Data Visibility & Protection Endpoint Security IT Asset Management

Lost or Stolen Devices: What to Do in 4 Steps

January 30, 2019

A lost or stolen device is a dreaded, but highly likely situation for most people to have to face. It’s not so much the device itself–that is replaceable–but that data that the device contains that causes alarm. Forrester’s State of Data Security and Privacy Report 2018 to 2019 claims that lost or stolen devices represent 15 percent of all confirmed data breaches. To make matters worse, 35 percent of all devices contain sensitive, corporate data that then pose a significant risk to you (and your organization) when lost/stolen.

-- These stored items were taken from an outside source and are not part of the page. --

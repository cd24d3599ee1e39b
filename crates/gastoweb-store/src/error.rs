//! sqlx error mapping onto the domain taxonomy
//!
//! Unique violations become conflicts, foreign-key violations surface
//! as their own error (a missing category is not a validation problem),
//! check violations become constraint errors, and everything else is an
//! opaque internal fault.

use gastoweb_core::{CoreError, CoreResult};
use sqlx::error::ErrorKind;
use sqlx::sqlite::SqliteRow;
use sqlx::Row;

/// Map a sqlx failure onto the domain error taxonomy
pub fn map_sqlx_err(err: sqlx::Error) -> CoreError {
    if let sqlx::Error::Database(db_err) = &err {
        match db_err.kind() {
            ErrorKind::UniqueViolation => {
                return CoreError::Conflict {
                    message: "Record already exists.".to_string(),
                }
            }
            ErrorKind::ForeignKeyViolation => {
                return CoreError::ForeignKey {
                    message: "Referenced category does not exist.".to_string(),
                }
            }
            ErrorKind::CheckViolation | ErrorKind::NotNullViolation => {
                return CoreError::Constraint {
                    message: "Value violates a storage constraint.".to_string(),
                }
            }
            _ => {}
        }
    }
    CoreError::Internal {
        detail: err.to_string(),
    }
}

/// Column accessor that folds decode failures into the taxonomy
pub(crate) fn col<'r, T>(row: &'r SqliteRow, name: &str) -> CoreResult<T>
where
    T: sqlx::Decode<'r, sqlx::Sqlite> + sqlx::Type<sqlx::Sqlite>,
{
    row.try_get(name).map_err(map_sqlx_err)
}

/// Parse an enum column stored as text; failure means corrupt data
pub(crate) fn parse_stored<T>(raw: String) -> CoreResult<T>
where
    T: std::str::FromStr<Err = String>,
{
    raw.parse::<T>()
        .map_err(|message| CoreError::internal(format!("corrupt stored value: {}", message)))
}
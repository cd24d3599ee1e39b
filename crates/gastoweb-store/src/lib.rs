//! SQLite storage adapter for gastoweb
//!
//! A bounded connection pool over a single SQLite database. The schema
//! is embedded and applied idempotently at startup, and the settings
//! singleton is bootstrapped with the store's native
//! `INSERT .. ON CONFLICT DO NOTHING` so concurrent first access is
//! race-safe.

pub mod error;

mod categories;
mod entries;
mod filter_sql;
mod metrics;
mod settings;

use std::str::FromStr;

use gastoweb_core::CoreResult;
use sqlx::sqlite::{SqliteConnectOptions, SqlitePoolOptions};
use sqlx::SqlitePool;

pub use error::map_sqlx_err;
pub use filter_sql::apply_filter;

/// Embedded schema, applied on every startup
const SCHEMA: &str = include_str!("schema.sql");

/// Handle to the SQLite-backed ledger store. Cheap to clone; clones
/// share the underlying pool.
#[derive(Debug, Clone)]
pub struct SqliteStore {
    pool: SqlitePool,
}

impl SqliteStore {
    /// Open a bounded pool against `url` and apply the schema
    pub async fn connect(url: &str, max_connections: u32) -> CoreResult<Self> {
        let options = SqliteConnectOptions::from_str(url)
            .map_err(map_sqlx_err)?
            .create_if_missing(true)
            .foreign_keys(true);
        let pool = SqlitePoolOptions::new()
            .max_connections(max_connections)
            .connect_with(options)
            .await
            .map_err(map_sqlx_err)?;

        let store = SqliteStore { pool };
        store.init_schema().await?;
        Ok(store)
    }

    /// Apply the embedded schema and bootstrap the settings singleton.
    /// Safe to call repeatedly.
    pub async fn init_schema(&self) -> CoreResult<()> {
        sqlx::raw_sql(SCHEMA)
            .execute(&self.pool)
            .await
            .map_err(map_sqlx_err)?;
        self.ensure_settings().await?;
        log::debug!("schema applied");
        Ok(())
    }

    pub fn pool(&self) -> &SqlitePool {
        &self.pool
    }
}
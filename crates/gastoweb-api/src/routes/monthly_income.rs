//! Monthly income override endpoints
//!
//! An override replaces the default salary figures for one exact month.
//! Deleting it reverts that month to the settings singleton.

use axum::extract::{Path, Query, State};
use axum::Json;
use gastoweb_core::{
    round2, validate_monthly_income, CoreError, Month, MonthlyIncome, MonthlyIncomePayload,
};
use serde::Serialize;
use serde_json::{json, Value};
use std::collections::HashMap;

use crate::error::{ApiError, ApiResult};
use crate::routes::{parse_payload, OkResponse};
use crate::AppState;

const LIST_LIMIT: i64 = 24;

/// One override as returned to clients
#[derive(Debug, Serialize)]
pub struct MonthlyIncomeView {
    pub month: String,
    pub net_salary: f64,
    pub extra_income: f64,
    pub salary_total: f64,
    pub updated_at: Option<String>,
    pub exists: bool,
}

fn view(income: MonthlyIncome) -> MonthlyIncomeView {
    MonthlyIncomeView {
        salary_total: round2(income.net_salary + income.extra_income),
        month: income.month,
        net_salary: income.net_salary,
        extra_income: income.extra_income,
        updated_at: income.updated_at,
        exists: true,
    }
}

fn absent_view(month: &Month) -> MonthlyIncomeView {
    MonthlyIncomeView {
        month: month.label(),
        net_salary: 0.0,
        extra_income: 0.0,
        salary_total: 0.0,
        updated_at: None,
        exists: false,
    }
}

fn parse_month(raw: &str) -> Result<Month, ApiError> {
    Month::parse(raw)
        .ok_or_else(|| ApiError(CoreError::validation("month must be in YYYY-MM format.")))
}

/// GET /api/monthly-income[?month=YYYY-MM] - one month or the recent list
pub async fn api_monthly_income_list(
    State(state): State<AppState>,
    Query(params): Query<HashMap<String, String>>,
) -> ApiResult<Json<Value>> {
    if let Some(raw) = params.get("month") {
        let month = parse_month(raw)?;
        let found = state.store.monthly_income(&month.label()).await?;
        let body = match found {
            Some(income) => json!(view(income)),
            None => json!(absent_view(&month)),
        };
        return Ok(Json(body));
    }

    let items: Vec<MonthlyIncomeView> = state
        .store
        .list_monthly_incomes(LIST_LIMIT)
        .await?
        .into_iter()
        .map(view)
        .collect();
    Ok(Json(json!({ "items": items })))
}

/// GET /api/monthly-income/:month
pub async fn api_monthly_income_get(
    State(state): State<AppState>,
    Path(raw): Path<String>,
) -> ApiResult<Json<MonthlyIncomeView>> {
    let month = parse_month(&raw)?;
    let found = state.store.monthly_income(&month.label()).await?;
    Ok(Json(match found {
        Some(income) => view(income),
        None => absent_view(&month),
    }))
}

/// PUT /api/monthly-income/:month - full-payload upsert
pub async fn api_monthly_income_put(
    State(state): State<AppState>,
    Path(raw): Path<String>,
    Json(body): Json<Value>,
) -> ApiResult<Json<MonthlyIncomeView>> {
    let month = parse_month(&raw)?;
    let payload: MonthlyIncomePayload = parse_payload(body)?;
    let (net_salary, extra_income) = validate_monthly_income(&payload)?;
    let saved = state
        .store
        .upsert_monthly_income(&month.label(), net_salary, extra_income)
        .await?;
    Ok(Json(view(saved)))
}

/// DELETE /api/monthly-income/:month
pub async fn api_monthly_income_delete(
    State(state): State<AppState>,
    Path(raw): Path<String>,
) -> ApiResult<Json<OkResponse>> {
    let month = parse_month(&raw)?;
    if !state.store.delete_monthly_income(&month.label()).await? {
        return Err(ApiError(CoreError::not_found("Monthly income")));
    }
    Ok(Json(OkResponse::new()))
}
//! Dashboard metrics engine
//!
//! Builds the monthly snapshot: resolves effective settings, derives the
//! month / trailing-12 / today / week filter variants, fans the
//! aggregate sub-queries out concurrently, and assembles a dense,
//! null-safe snapshot. No partial snapshot is ever returned; a failing
//! sub-query fails the whole computation.

use serde::Serialize;
use std::collections::HashMap;

use crate::error::{CoreError, CoreResult};
use crate::filter::EntryFilter;
use crate::ledger::{ExpenseRecord, StoreRef};
use crate::money::{round1, round2};
use crate::settings::resolve_effective;
use crate::time::{monday_of_week, next_day, ClockRef, Month};
use crate::types::{ExpenseType, IncomeSource};

/// Null-safe derived totals of a month
#[derive(Debug, Clone, PartialEq, Serialize)]
pub struct DashboardTotals {
    pub spend_today: f64,
    pub spend_week: f64,
    pub gain_today: f64,
    pub gain_week: f64,
    pub spend_month: f64,
    pub gain_month: f64,
    /// None iff no salary is configured; never zero by convention
    pub salary_spent_percent: Option<f64>,
    pub estimated_left: f64,
    pub real_left: f64,
    /// None iff budget tracking is disabled (no budget configured)
    pub budget_left: Option<f64>,
}

/// One entry of the per-type breakdown; always five of these
#[derive(Debug, Clone, PartialEq, Serialize)]
pub struct TypeBreakdown {
    #[serde(rename = "type")]
    pub expense_type: ExpenseType,
    pub total_spend: f64,
    /// None iff no salary is configured
    pub percent_of_salary: Option<f64>,
    /// 0 (not null) when the month has no spend
    pub percent_of_month_spend: f64,
}

/// One entry of the top-categories breakdown
#[derive(Debug, Clone, PartialEq, Serialize)]
pub struct CategoryBreakdown {
    pub category_name: String,
    pub total_spend: f64,
    pub percent_of_salary: Option<f64>,
}

/// One day of the dense daily series
#[derive(Debug, Clone, PartialEq, Serialize)]
pub struct DailyPoint {
    pub day: u32,
    pub total_spend: f64,
    pub total_gain: f64,
}

/// One month of the dense trailing-12 series
#[derive(Debug, Clone, PartialEq, Serialize)]
pub struct MonthlyPoint {
    pub month: String,
    pub total_spend: f64,
}

/// The full dashboard snapshot for a month
#[derive(Debug, Clone, Serialize)]
pub struct DashboardSnapshot {
    pub month: String,
    pub salary_total: f64,
    pub net_salary: f64,
    pub extra_income: f64,
    pub monthly_budget: f64,
    pub payday_day: i64,
    pub income_source: IncomeSource,
    pub monthly_income_updated_at: Option<String>,
    pub totals: DashboardTotals,
    pub by_type: Vec<TypeBreakdown>,
    pub by_category: Vec<CategoryBreakdown>,
    pub daily_series: Vec<DailyPoint>,
    pub monthly_series: Vec<MonthlyPoint>,
    pub latest_expenses: Vec<ExpenseRecord>,
}

/// Raw dashboard request parameters, not yet validated
#[derive(Debug, Clone, Default)]
pub struct DashboardRequest {
    /// "YYYY-MM"; defaults to the current calendar month
    pub month: Option<String>,
    pub expense_type: Option<String>,
    pub category: Option<String>,
}

/// Stateless-per-call dashboard computation over an injected store and
/// clock
pub struct MetricsEngine {
    store: StoreRef,
    clock: ClockRef,
}
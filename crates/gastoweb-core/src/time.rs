//! Calendar month handling and the injected clock
//!
//! All dashboard math is month-scoped: ranges are half-open
//! `[first_day, first_day_of_next_month)` so date comparisons never
//! need end-of-day handling.

use chrono::{Datelike, Duration, NaiveDate};
use std::sync::Arc;

/// A validated calendar month ("YYYY-MM")
#[derive(Debug, Clone, Copy, PartialEq, Eq, PartialOrd, Ord, Hash)]
pub struct Month {
    year: i32,
    month: u32,
}

/// Half-open date range of a month
#[derive(Debug, Clone, Copy, PartialEq, Eq)]
pub struct MonthRange {
    pub start: NaiveDate,
    /// First day of the following month (exclusive)
    pub end: NaiveDate,
    pub days_in_month: u32,
}

impl Month {
    /// Parse a strict "YYYY-MM" string; rejects anything else
    pub fn parse(value: &str) -> Option<Month> {
        let text = value.trim();
        let (year_text, month_text) = text.split_once('-')?;
        if year_text.len() != 4 || month_text.len() != 2 {
            return None;
        }
        if !year_text.chars().all(|c| c.is_ascii_digit())
            || !month_text.chars().all(|c| c.is_ascii_digit())
        {
            return None;
        }
        let year: i32 = year_text.parse().ok()?;
        let month: u32 = month_text.parse().ok()?;
        if !(1..=12).contains(&month) {
            return None;
        }
        Some(Month { year, month })
    }

    /// The month a date falls in
    pub fn from_date(date: NaiveDate) -> Month {
        Month {
            year: date.year(),
            month: date.month(),
        }
    }

    pub fn first_day(&self) -> NaiveDate {
        NaiveDate::from_ymd_opt(self.year, self.month, 1).unwrap_or(NaiveDate::MIN)
    }

    /// Shift by whole months, crossing year boundaries as needed
    pub fn add_months(&self, delta: i32) -> Month {
        let zero_based = self.year * 12 + self.month as i32 - 1 + delta;
        Month {
            year: zero_based.div_euclid(12),
            month: (zero_based.rem_euclid(12) + 1) as u32,
        }
    }

    pub fn days_in_month(&self) -> u32 {
        let next = self.add_months(1);
        (next.first_day() - self.first_day()).num_days() as u32
    }

    /// Half-open range covering exactly this month
    pub fn range(&self) -> MonthRange {
        MonthRange {
            start: self.first_day(),
            end: self.add_months(1).first_day(),
            days_in_month: self.days_in_month(),
        }
    }

    /// "YYYY-MM" label
    pub fn label(&self) -> String {
        format!("{:04}-{:02}", self.year, self.month)
    }
}

impl std::fmt::Display for Month {
    fn fmt(&self, f: &mut std::fmt::Formatter<'_>) -> std::fmt::Result {
        write!(f, "{:04}-{:02}", self.year, self.month)
    }
}

/// Monday of the ISO week containing `date`
pub fn monday_of_week(date: NaiveDate) -> NaiveDate {
    date - Duration::days(date.weekday().num_days_from_monday() as i64)
}

/// The day after `date`
pub fn next_day(date: NaiveDate) -> NaiveDate {
    date.succ_opt().unwrap_or(date)
}

// ==================== Clock ====================

/// Wall-clock source, injected so live today/week figures are
/// deterministically testable
pub trait Clock: Send + Sync {
    fn today(&self) -> NaiveDate;
}

/// Clock backed by the local system time
#[derive(Debug, Default)]
pub struct SystemClock;

impl Clock for SystemClock {
    fn today(&self) -> NaiveDate {
        chrono::Local::now().date_naive()
    }
}

/// Clock reference type
pub type ClockRef = Arc<dyn Clock>;
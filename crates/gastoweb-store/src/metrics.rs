//! Aggregate queries feeding the dashboard metrics engine
//!
//! Every statement here reuses the same compiled predicate as the
//! count/list paths, so aggregates always agree with pagination under
//! one logical filter.

use async_trait::async_trait;
use gastoweb_core::{
    CategoryTotal, CoreResult, EntryFilter, ExpenseRecord, ExpenseType, LedgerStore,
    MonthlyIncome, StoredSettings,
};
use sqlx::{QueryBuilder, Sqlite};

use crate::error::{col, map_sqlx_err, parse_stored};
use crate::filter_sql::apply_filter;
use crate::SqliteStore;

const EXPENSE_FROM: &str = " FROM expenses e JOIN categories c ON c.id = e.category_id";
const INCOME_FROM: &str = " FROM incomes i JOIN categories c ON c.id = i.category_id";

impl SqliteStore {
    pub async fn sum_expenses(&self, filter: &EntryFilter) -> CoreResult<f64> {
        let mut builder: QueryBuilder<Sqlite> =
            QueryBuilder::new(format!("SELECT COALESCE(SUM(e.amount), 0.0){}", EXPENSE_FROM));
        apply_filter(&mut builder, filter, "e", Some("c"));
        builder
            .build_query_scalar()
            .fetch_one(self.pool())
            .await
            .map_err(map_sqlx_err)
    }

    pub async fn sum_incomes(&self, filter: &EntryFilter) -> CoreResult<f64> {
        let mut builder: QueryBuilder<Sqlite> =
            QueryBuilder::new(format!("SELECT COALESCE(SUM(i.amount), 0.0){}", INCOME_FROM));
        apply_filter(&mut builder, filter, "i", Some("c"));
        builder
            .build_query_scalar()
            .fetch_one(self.pool())
            .await
            .map_err(map_sqlx_err)
    }

    pub async fn expense_totals_by_type(
        &self,
        filter: &EntryFilter,
    ) -> CoreResult<Vec<(ExpenseType, f64)>> {
        let mut builder: QueryBuilder<Sqlite> = QueryBuilder::new(format!(
            "SELECT e.type, COALESCE(SUM(e.amount), 0.0) AS total{}",
            EXPENSE_FROM
        ));
        apply_filter(&mut builder, filter, "e", Some("c"));
        builder.push(" GROUP BY e.type");
        let rows = builder
            .build()
            .fetch_all(self.pool())
            .await
            .map_err(map_sqlx_err)?;
        rows.iter()
            .map(|row| {
                Ok((
                    parse_stored(col::<String>(row, "type")?)?,
                    col::<f64>(row, "total")?,
                ))
            })
            .collect()
    }

    pub async fn expense_totals_by_category(
        &self,
        filter: &EntryFilter,
        limit: i64,
    ) -> CoreResult<Vec<CategoryTotal>> {
        let mut builder: QueryBuilder<Sqlite> = QueryBuilder::new(format!(
            "SELECT c.name AS category_name, COALESCE(SUM(e.amount), 0.0) AS total{}",
            EXPENSE_FROM
        ));
        apply_filter(&mut builder, filter, "e", Some("c"));
        builder.push(" GROUP BY c.name ORDER BY total DESC, c.name ASC LIMIT ");
        builder.push_bind(limit);
        let rows = builder
            .build()
            .fetch_all(self.pool())
            .await
            .map_err(map_sqlx_err)?;
        rows.iter()
            .map(|row| {
                Ok(CategoryTotal {
                    category_name: col(row, "category_name")?,
                    total_spend: col(row, "total")?,
                })
            })
            .collect()
    }

    pub async fn expense_daily_totals(&self, filter: &EntryFilter) -> CoreResult<Vec<(u32, f64)>> {
        let mut builder: QueryBuilder<Sqlite> = QueryBuilder::new(format!(
            "SELECT CAST(strftime('%d', e.date) AS INTEGER) AS day, \
             COALESCE(SUM(e.amount), 0.0) AS total{}",
            EXPENSE_FROM
        ));
        apply_filter(&mut builder, filter, "e", Some("c"));
        builder.push(" GROUP BY day ORDER BY day");
        let rows = builder
            .build()
            .fetch_all(self.pool())
            .await
            .map_err(map_sqlx_err)?;
        rows.iter()
            .map(|row| Ok((col::<i64>(row, "day")? as u32, col::<f64>(row, "total")?)))
            .collect()
    }

    pub async fn income_daily_totals(&self, filter: &EntryFilter) -> CoreResult<Vec<(u32, f64)>> {
        let mut builder: QueryBuilder<Sqlite> = QueryBuilder::new(format!(
            "SELECT CAST(strftime('%d', i.date) AS INTEGER) AS day, \
             COALESCE(SUM(i.amount), 0.0) AS total{}",
            INCOME_FROM
        ));
        apply_filter(&mut builder, filter, "i", Some("c"));
        builder.push(" GROUP BY day ORDER BY day");
        let rows = builder
            .build()
            .fetch_all(self.pool())
            .await
            .map_err(map_sqlx_err)?;
        rows.iter()
            .map(|row| Ok((col::<i64>(row, "day")? as u32, col::<f64>(row, "total")?)))
            .collect()
    }

    pub async fn expense_monthly_totals(
        &self,
        filter: &EntryFilter,
    ) -> CoreResult<Vec<(String, f64)>> {
        let mut builder: QueryBuilder<Sqlite> = QueryBuilder::new(format!(
            "SELECT strftime('%Y-%m', e.date) AS month, \
             COALESCE(SUM(e.amount), 0.0) AS total{}",
            EXPENSE_FROM
        ));
        apply_filter(&mut builder, filter, "e", Some("c"));
        builder.push(" GROUP BY month ORDER BY month");
        let rows = builder
            .build()
            .fetch_all(self.pool())
            .await
            .map_err(map_sqlx_err)?;
        rows.iter()
            .map(|row| Ok((col::<String>(row, "month")?, col::<f64>(row, "total")?)))
            .collect()
    }

    pub async fn latest_expenses(
        &self,
        filter: &EntryFilter,
        limit: i64,
    ) -> CoreResult<Vec<ExpenseRecord>> {
        self.list_expenses(filter, limit, 0).await
    }
}

#[async_trait]
impl LedgerStore for SqliteStore {
    async fn load_settings(&self) -> CoreResult<StoredSettings> {
        SqliteStore::load_settings(self).await
    }

    async fn monthly_income(&self, month: &str) -> CoreResult<Option<MonthlyIncome>> {
        SqliteStore::monthly_income(self, month).await
    }

    async fn sum_expenses(&self, filter: &EntryFilter) -> CoreResult<f64> {
        SqliteStore::sum_expenses(self, filter).await
    }

    async fn sum_incomes(&self, filter: &EntryFilter) -> CoreResult<f64> {
        SqliteStore::sum_incomes(self, filter).await
    }

    async fn expense_totals_by_type(
        &self,
        filter: &EntryFilter,
    ) -> CoreResult<Vec<(ExpenseType, f64)>> {
        SqliteStore::expense_totals_by_type(self, filter).await
    }

    async fn expense_totals_by_category(
        &self,
        filter: &EntryFilter,
        limit: i64,
    ) -> CoreResult<Vec<CategoryTotal>> {
        SqliteStore::expense_totals_by_category(self, filter, limit).await
    }

    async fn expense_daily_totals(&self, filter: &EntryFilter) -> CoreResult<Vec<(u32, f64)>> {
        SqliteStore::expense_daily_totals(self, filter).await
    }

    async fn income_daily_totals(&self, filter: &EntryFilter) -> CoreResult<Vec<(u32, f64)>> {
        SqliteStore::income_daily_totals(self, filter).await
    }

    async fn expense_monthly_totals(
        &self,
        filter: &EntryFilter,
    ) -> CoreResult<Vec<(String, f64)>> {
        SqliteStore::expense_monthly_totals(self, filter).await
    }

    async fn latest_expenses(
        &self,
        filter: &EntryFilter,
        limit: i64,
    ) -> CoreResult<Vec<ExpenseRecord>> {
        SqliteStore::latest_expenses(self, filter, limit).await
    }
}
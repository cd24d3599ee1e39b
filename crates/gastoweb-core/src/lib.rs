//! Core ledger domain logic and dashboard metrics engine
//!
//! Framework-free building blocks of gastoweb:
//! - fixed enums of the domain (`types`)
//! - money rounding (`money`) and calendar-month math (`time`)
//! - record validation and partial merge (`record`)
//! - typed ledger filters (`filter`)
//! - salary/budget settings resolution (`settings`)
//! - the storage seam (`ledger`) and the metrics engine (`dashboard`)

pub mod dashboard;
pub mod error;
pub mod filter;
pub mod ledger;
pub mod money;
pub mod record;
pub mod settings;
pub mod time;
pub mod types;

pub use dashboard::{
    CategoryBreakdown, DailyPoint, DashboardRequest, DashboardSnapshot, DashboardTotals,
    MetricsEngine, MonthlyPoint, TypeBreakdown,
};
pub use error::{CoreError, CoreResult, ErrorCode};
pub use filter::{EntryFilter, FilterClause};
pub use ledger::{
    CategoryRecord, CategoryTotal, ExpenseRecord, IncomeRecord, LedgerStore, ReserveRecord,
    StoreRef,
};
pub use money::{round1, round2};
pub use record::{
    validate_category, validate_entry, validate_list_query, validate_monthly_income,
    validate_settings, CategoryPayload, EntryChange, EntryKind, EntryPayload, ListSpec,
    MonthlyIncomePayload, SettingsChange, SettingsPayload, StoredEntry, ValidationMode,
};
pub use settings::{resolve_effective, EffectiveSettings, MonthlyIncome, StoredSettings};
pub use time::{monday_of_week, next_day, Clock, ClockRef, Month, MonthRange, SystemClock};
pub use types::{ExpenseType, IncomeSource, PaymentMethod, ReserveMovement};
//! Route modules for the API server
//!
//! Handlers are thin: parse the request, validate through the core
//! crate, issue the store call, shape the JSON response. All business
//! rules live below this layer.

pub mod categories;
pub mod dashboard;
pub mod expenses;
pub mod incomes;
pub mod monthly_income;
pub mod reserves;
pub mod settings;

use gastoweb_core::{CoreError, EntryFilter, ListSpec};
use serde::de::DeserializeOwned;
use serde::Serialize;

use crate::error::ApiError;

/// Paginated list envelope shared by the ledger endpoints
#[derive(Debug, Serialize)]
pub struct ListResponse<T> {
    pub items: Vec<T>,
    pub total: i64,
    pub limit: i64,
    pub offset: i64,
}

/// Simple `{ "ok": true }` acknowledgement for deletions
#[derive(Debug, Serialize)]
pub struct OkResponse {
    pub ok: bool,
}

impl OkResponse {
    pub fn new() -> Self {
        OkResponse { ok: true }
    }
}

impl Default for OkResponse {
    fn default() -> Self {
        Self::new()
    }
}

/// Deserialize a JSON body into a typed payload; shape mismatches are
/// validation errors, not internal faults.
pub(crate) fn parse_payload<T: DeserializeOwned>(value: serde_json::Value) -> Result<T, ApiError> {
    serde_json::from_value(value)
        .map_err(|_| ApiError(CoreError::validation("Invalid payload.")))
}

/// Positive-integer path id check shared by the mutation endpoints
pub(crate) fn require_positive_id(id: i64) -> Result<i64, ApiError> {
    if id > 0 {
        Ok(id)
    } else {
        Err(ApiError(CoreError::validation(
            "id must be a positive integer.",
        )))
    }
}

/// Compile a validated list spec into the reusable entry filter
pub(crate) fn filter_from_spec(spec: &ListSpec) -> EntryFilter {
    let range = spec.month.range();
    EntryFilter::new()
        .date_range(range.start, range.end)
        .expense_type(spec.expense_type)
        .category_token(spec.category.as_deref())
        .method(spec.method)
        .movement(spec.movement_type)
        .text(spec.q.as_deref())
}
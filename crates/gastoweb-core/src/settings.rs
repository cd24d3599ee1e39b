//! Salary and budget settings resolution
//!
//! The settings singleton always exists (created lazily with zero
//! defaults). A `MonthlyIncome` row overrides only the income portion
//! for its exact month; budget and payday are never overridable.

use serde::{Deserialize, Serialize};

use crate::money::round2;
use crate::types::IncomeSource;

/// The always-present default configuration row
#[derive(Debug, Clone, PartialEq, Serialize, Deserialize)]
pub struct StoredSettings {
    pub net_salary: f64,
    pub extra_income: f64,
    pub monthly_budget: f64,
    pub payday_day: i64,
    pub updated_at: Option<String>,
}

/// A per-month substitute for the default salary figures
#[derive(Debug, Clone, PartialEq, Serialize, Deserialize)]
pub struct MonthlyIncome {
    pub month: String,
    pub net_salary: f64,
    pub extra_income: f64,
    pub updated_at: Option<String>,
}

/// The settings actually used for a month's calculations
#[derive(Debug, Clone, PartialEq, Serialize)]
pub struct EffectiveSettings {
    pub net_salary: f64,
    pub extra_income: f64,
    pub monthly_budget: f64,
    pub payday_day: i64,
    pub income_source: IncomeSource,
    pub monthly_income_updated_at: Option<String>,
}

impl EffectiveSettings {
    pub fn salary_total(&self) -> f64 {
        round2(self.net_salary + self.extra_income)
    }
}

/// Resolve the effective settings for a month. An override replaces the
/// income figures only; budget and payday always come from the
/// singleton.
pub fn resolve_effective(
    stored: &StoredSettings,
    monthly: Option<&MonthlyIncome>,
) -> EffectiveSettings {
    match monthly {
        Some(income) => EffectiveSettings {
            net_salary: round2(income.net_salary),
            extra_income: round2(income.extra_income),
            monthly_budget: round2(stored.monthly_budget),
            payday_day: stored.payday_day,
            income_source: IncomeSource::Monthly,
            monthly_income_updated_at: income.updated_at.clone(),
        },
        None => EffectiveSettings {
            net_salary: round2(stored.net_salary),
            extra_income: round2(stored.extra_income),
            monthly_budget: round2(stored.monthly_budget),
            payday_day: stored.payday_day,
            income_source: IncomeSource::Default,
            monthly_income_updated_at: None,
        },
    }
}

Missing laptops, tablets, phones and other endpoint devices are a very real problem. But what should you do when a device goes missing? Your response to a missing device should begin with answers to these four questions.

  1. Where is it?

When a device goes missing, you might think immediate quarantine is your first logical step. After all, you want to cut off anyone unlawfully trying to gain access to it and/or your network via the device. While that’s true, shutting down access assumes you already have accurate visibility into where the now-missing device is located. Having the ability to precisely pinpoint your device’s true location must be your first step in protecting it, and you.

  1. What’s on it?

Once you’ve discovered a device has gone missing, your next question should be ‘what’s on it’ and therefore, ‘how big of a risk’ is the lost or stolen device to you. This is where good asset intelligence comes into play. Asset intelligence is more than a simple catalog of your devices; it also outlines the business function associated with each device. What is the device used for? Having a pre-defined understanding of asset intelligence is critically important for rapid, effective security incident response. Detailed asset intelligence will tell you if the missing device contains sensitive, personal, regulated data and knowing the answer to that will tell you what your next step needs to be.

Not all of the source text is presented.